• EXERCISE AIM: Would you please copy each line of the data in which the string "impl" occurs?
START PROVIDED RECORDS
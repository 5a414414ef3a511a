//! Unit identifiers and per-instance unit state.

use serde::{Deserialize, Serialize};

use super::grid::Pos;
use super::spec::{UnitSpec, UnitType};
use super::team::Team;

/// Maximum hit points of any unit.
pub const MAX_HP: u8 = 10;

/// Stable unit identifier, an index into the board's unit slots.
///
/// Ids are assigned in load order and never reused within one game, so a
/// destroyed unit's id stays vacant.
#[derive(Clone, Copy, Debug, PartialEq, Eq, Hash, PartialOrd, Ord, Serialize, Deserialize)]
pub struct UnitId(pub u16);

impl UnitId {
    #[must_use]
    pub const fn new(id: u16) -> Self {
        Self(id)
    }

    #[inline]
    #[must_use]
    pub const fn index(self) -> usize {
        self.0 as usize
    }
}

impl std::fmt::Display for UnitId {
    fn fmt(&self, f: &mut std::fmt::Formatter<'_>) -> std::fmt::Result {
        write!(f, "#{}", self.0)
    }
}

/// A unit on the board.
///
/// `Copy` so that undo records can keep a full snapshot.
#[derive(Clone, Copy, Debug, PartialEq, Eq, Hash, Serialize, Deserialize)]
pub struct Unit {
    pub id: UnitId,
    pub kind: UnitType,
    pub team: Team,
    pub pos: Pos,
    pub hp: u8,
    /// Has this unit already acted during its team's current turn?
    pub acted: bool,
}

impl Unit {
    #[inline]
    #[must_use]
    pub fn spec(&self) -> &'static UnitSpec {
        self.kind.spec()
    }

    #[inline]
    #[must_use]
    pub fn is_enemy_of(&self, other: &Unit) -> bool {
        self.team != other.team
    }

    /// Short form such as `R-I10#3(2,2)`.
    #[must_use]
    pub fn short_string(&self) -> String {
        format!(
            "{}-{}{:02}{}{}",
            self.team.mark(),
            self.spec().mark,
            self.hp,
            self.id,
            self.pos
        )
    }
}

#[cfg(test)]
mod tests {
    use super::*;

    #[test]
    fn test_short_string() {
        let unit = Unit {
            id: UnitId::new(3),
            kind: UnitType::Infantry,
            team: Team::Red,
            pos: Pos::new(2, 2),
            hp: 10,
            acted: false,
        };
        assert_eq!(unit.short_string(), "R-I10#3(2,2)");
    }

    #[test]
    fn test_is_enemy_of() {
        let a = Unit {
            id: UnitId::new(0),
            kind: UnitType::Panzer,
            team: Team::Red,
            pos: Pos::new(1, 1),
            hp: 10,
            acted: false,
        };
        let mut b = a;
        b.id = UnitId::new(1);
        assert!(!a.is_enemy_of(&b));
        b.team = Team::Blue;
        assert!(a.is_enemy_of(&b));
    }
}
END PROVIDED RECORDS
START PROVIDED RECORDS
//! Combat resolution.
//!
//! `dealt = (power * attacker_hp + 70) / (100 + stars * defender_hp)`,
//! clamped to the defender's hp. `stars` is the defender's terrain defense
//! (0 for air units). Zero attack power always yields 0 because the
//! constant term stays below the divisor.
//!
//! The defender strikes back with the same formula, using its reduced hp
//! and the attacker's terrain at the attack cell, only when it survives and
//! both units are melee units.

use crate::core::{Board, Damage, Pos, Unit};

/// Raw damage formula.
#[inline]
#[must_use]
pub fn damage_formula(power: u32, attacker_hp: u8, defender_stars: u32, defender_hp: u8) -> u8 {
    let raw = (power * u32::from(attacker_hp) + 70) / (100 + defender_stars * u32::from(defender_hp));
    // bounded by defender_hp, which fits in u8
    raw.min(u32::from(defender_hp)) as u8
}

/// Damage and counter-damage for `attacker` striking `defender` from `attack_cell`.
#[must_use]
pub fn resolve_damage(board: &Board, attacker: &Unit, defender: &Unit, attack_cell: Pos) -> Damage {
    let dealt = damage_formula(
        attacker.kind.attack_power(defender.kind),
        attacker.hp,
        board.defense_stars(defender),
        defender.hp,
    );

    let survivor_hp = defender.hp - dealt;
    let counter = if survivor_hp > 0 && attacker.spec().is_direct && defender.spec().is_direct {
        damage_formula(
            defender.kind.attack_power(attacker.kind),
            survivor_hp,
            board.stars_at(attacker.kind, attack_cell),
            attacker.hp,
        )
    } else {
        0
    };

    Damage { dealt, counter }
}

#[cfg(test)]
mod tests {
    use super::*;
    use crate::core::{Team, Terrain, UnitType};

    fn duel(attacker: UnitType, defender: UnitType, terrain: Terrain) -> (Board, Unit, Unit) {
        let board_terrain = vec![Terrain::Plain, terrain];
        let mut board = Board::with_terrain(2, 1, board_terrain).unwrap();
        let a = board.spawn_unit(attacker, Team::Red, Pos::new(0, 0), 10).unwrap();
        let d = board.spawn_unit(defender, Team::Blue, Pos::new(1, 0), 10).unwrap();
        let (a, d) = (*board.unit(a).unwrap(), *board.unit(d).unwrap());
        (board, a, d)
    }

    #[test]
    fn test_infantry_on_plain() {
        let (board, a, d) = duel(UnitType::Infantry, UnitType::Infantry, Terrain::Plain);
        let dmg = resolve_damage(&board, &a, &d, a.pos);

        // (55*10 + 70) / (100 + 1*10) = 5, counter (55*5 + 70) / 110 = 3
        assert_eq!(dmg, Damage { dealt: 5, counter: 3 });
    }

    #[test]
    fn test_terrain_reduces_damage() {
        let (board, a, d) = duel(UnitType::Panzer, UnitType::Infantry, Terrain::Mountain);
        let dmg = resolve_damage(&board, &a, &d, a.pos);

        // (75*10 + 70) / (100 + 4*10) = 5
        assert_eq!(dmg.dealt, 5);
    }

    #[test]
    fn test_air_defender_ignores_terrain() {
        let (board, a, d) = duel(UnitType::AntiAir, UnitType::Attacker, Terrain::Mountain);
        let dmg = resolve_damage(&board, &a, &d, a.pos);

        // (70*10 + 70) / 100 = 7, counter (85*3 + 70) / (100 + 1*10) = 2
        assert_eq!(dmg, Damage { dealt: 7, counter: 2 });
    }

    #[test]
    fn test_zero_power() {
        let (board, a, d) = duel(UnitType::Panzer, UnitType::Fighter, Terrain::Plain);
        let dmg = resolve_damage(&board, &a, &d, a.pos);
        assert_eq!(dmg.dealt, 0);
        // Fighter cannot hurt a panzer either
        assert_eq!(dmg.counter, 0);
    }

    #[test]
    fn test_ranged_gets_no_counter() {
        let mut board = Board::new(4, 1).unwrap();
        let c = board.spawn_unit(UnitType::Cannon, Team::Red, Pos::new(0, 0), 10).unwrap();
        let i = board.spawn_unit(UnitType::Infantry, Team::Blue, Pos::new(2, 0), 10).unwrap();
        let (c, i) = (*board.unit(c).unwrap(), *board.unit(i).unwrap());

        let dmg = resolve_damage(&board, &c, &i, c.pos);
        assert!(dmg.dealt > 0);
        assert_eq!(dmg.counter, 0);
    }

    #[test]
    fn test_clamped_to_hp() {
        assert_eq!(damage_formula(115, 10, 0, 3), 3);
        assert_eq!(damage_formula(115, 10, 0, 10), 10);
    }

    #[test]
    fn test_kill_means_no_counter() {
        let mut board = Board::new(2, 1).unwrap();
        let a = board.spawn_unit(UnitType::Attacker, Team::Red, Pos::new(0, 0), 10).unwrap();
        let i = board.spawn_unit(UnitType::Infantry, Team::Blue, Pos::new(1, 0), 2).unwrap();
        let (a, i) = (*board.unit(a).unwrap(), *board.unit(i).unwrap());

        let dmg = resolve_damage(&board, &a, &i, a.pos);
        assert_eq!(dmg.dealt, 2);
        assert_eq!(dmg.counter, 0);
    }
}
END PROVIDED RECORDS
• SOLUTION TO THIS TASK:
impl UnitId {
impl std::fmt::Display for UnitId {
impl Unit {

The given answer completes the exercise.